*Task directions*.
Down to the last line, repeat the entries exactly.

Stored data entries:
◇ ◇ ◇ ◇ ◇

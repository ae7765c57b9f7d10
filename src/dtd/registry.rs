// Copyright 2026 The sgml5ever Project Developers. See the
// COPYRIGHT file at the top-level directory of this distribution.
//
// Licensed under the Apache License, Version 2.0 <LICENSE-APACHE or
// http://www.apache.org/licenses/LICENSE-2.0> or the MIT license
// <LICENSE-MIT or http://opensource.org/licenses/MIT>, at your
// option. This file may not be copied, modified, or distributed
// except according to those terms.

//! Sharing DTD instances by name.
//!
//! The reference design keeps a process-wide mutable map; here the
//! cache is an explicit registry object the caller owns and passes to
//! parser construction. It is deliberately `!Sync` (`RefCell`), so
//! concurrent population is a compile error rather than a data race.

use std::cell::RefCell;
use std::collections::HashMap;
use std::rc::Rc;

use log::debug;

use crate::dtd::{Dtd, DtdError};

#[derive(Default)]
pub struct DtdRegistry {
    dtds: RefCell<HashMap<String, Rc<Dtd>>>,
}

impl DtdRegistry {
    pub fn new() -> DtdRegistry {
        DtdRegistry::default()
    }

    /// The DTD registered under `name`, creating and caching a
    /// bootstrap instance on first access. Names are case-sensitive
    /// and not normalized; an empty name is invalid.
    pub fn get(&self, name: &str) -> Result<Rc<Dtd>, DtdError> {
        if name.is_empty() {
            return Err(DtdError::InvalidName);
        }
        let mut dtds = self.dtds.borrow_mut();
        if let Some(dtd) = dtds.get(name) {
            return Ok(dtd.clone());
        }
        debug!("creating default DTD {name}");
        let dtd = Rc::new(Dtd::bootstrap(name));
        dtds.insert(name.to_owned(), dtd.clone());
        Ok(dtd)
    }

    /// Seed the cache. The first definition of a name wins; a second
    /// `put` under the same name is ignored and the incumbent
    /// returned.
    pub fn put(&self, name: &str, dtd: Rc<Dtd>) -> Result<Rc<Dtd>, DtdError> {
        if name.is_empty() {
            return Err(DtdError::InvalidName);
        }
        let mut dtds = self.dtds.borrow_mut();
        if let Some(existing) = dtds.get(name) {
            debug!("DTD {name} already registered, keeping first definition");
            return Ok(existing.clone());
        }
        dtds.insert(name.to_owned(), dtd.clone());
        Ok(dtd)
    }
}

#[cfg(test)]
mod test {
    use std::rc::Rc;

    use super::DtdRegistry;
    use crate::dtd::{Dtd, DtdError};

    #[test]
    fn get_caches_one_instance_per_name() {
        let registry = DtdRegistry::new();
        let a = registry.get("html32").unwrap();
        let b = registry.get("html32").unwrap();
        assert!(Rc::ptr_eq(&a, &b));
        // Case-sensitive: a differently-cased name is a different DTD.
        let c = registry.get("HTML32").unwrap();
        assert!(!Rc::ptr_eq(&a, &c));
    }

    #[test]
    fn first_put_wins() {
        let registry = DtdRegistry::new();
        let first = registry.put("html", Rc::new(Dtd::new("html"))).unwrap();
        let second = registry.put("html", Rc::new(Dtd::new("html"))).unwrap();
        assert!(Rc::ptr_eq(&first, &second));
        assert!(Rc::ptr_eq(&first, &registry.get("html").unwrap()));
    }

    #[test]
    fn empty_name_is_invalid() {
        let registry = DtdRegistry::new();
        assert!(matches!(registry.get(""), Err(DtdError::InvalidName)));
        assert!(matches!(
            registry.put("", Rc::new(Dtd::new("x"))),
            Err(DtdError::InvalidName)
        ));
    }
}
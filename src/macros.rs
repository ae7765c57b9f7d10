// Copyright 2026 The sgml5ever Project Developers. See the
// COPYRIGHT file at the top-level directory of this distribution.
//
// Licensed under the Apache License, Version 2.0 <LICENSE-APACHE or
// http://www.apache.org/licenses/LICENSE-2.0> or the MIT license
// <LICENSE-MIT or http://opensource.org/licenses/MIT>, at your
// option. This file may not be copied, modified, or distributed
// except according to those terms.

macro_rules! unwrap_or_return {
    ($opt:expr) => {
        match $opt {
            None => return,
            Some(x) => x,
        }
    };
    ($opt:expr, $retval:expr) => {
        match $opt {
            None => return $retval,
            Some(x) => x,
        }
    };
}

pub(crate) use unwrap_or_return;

◇ ◇ ◇ ◇ ◇

*Exercise answer*.
repository ae7765c57b9f7d10
filename src/dtd/registry.rs
// Copyright 2026 The sgml5ever Project Developers. See the
// COPYRIGHT file at the top-level directory of this distribution.
//
// Licensed under the Apache License, Version 2.0 <LICENSE-APACHE or
// http://www.apache.org/licenses/LICENSE-2.0> or the MIT license
// <LICENSE-MIT or http://opensource.org/licenses/MIT>, at your
// option. This file may not be copied, modified, or distributed
// except according to those terms.

//! Sharing DTD instances by name.
//!
//! The reference design keeps a process-wide mutable map; here the
//! cache is an explicit registry object the caller owns and passes to
//! parser construction. It is deliberately `!Sync` (`RefCell`), so
//! concurrent population is a compile error rather than a data race.

use std::cell::RefCell;
use std::collections::HashMap;
use std::rc::Rc;

use log::debug;

use crate::dtd::{Dtd, DtdError};

#[derive(Default)]
pub struct DtdRegistry {
    dtds: RefCell<HashMap<String, Rc<Dtd>>>,
}

impl DtdRegistry {
    pub fn new() -> DtdRegistry {
        DtdRegistry::default()
    }

    /// The DTD registered under `name`, creating and caching a
    /// bootstrap instance on first access. Names are case-sensitive
    /// and not normalized; an empty name is invalid.
    pub fn get(&self, name: &str) -> Result<Rc<Dtd>, DtdError> {
        if name.is_empty() {
            return Err(DtdError::InvalidName);
        }
        let mut dtds = self.dtds.borrow_mut();
        if let Some(dtd) = dtds.get(name) {
            return Ok(dtd.clone());
        }
        debug!("creating default DTD {name}");
        let dtd = Rc::new(Dtd::bootstrap(name));
        dtds.insert(name.to_owned(), dtd.clone());
        Ok(dtd)
    }

    /// Seed the cache. The first definition of a name wins; a second
    /// `put` under the same name is ignored and the incumbent
    /// returned.
    pub fn put(&self, name: &str, dtd: Rc<Dtd>) -> Result<Rc<Dtd>, DtdError> {
        if name.is_empty() {
            return Err(DtdError::InvalidName);
        }
        let mut dtds = self.dtds.borrow_mut();
        if let Some(existing) = dtds.get(name) {
            debug!("DTD {name} already registered, keeping first definition");
            return Ok(existing.clone());
        }
        dtds.insert(name.to_owned(), dtd.clone());
        Ok(dtd)
    }
}

#[cfg(test)]
mod test {
    use std::rc::Rc;

    use super::DtdRegistry;
    use crate::dtd::{Dtd, DtdError};

    #[test]
    fn get_caches_one_instance_per_name() {
        let registry = DtdRegistry::new();
        let a = registry.get("html32").unwrap();
        let b = registry.get("html32").unwrap();
        assert!(Rc::ptr_eq(&a, &b));
        // Case-sensitive: a differently-cased name is a different DTD.
        let c = registry.get("HTML32").unwrap();
        assert!(!Rc::ptr_eq(&a, &c));
    }

    #[test]
    fn first_put_wins() {
        let registry = DtdRegistry::new();
        let first = registry.put("html", Rc::new(Dtd::new("html"))).unwrap();
        let second = registry.put("html", Rc::new(Dtd::new("html"))).unwrap();
        assert!(Rc::ptr_eq(&first, &second));
        assert!(Rc::ptr_eq(&first, &registry.get("html").unwrap()));
    }

    #[test]
    fn empty_name_is_invalid() {
        let registry = DtdRegistry::new();
        assert!(matches!(registry.get(""), Err(DtdError::InvalidName)));
        assert!(matches!(
            registry.put("", Rc::new(Dtd::new("x"))),
            Err(DtdError::InvalidName)
        ));
    }
}
filename src/macros.rs
repository ae7765c57b9f7d10
// Copyright 2026 The sgml5ever Project Developers. See the
// COPYRIGHT file at the top-level directory of this distribution.
//
// Licensed under the Apache License, Version 2.0 <LICENSE-APACHE or
// http://www.apache.org/licenses/LICENSE-2.0> or the MIT license
// <LICENSE-MIT or http://opensource.org/licenses/MIT>, at your
// option. This file may not be copied, modified, or distributed
// except according to those terms.

macro_rules! unwrap_or_return {
    ($opt:expr) => {
        match $opt {
            None => return,
            Some(x) => x,
        }
    };
    ($opt:expr, $retval:expr) => {
        match $opt {
            None => return $retval,
            Some(x) => x,
        }
    };
}

pub(crate) use unwrap_or_return;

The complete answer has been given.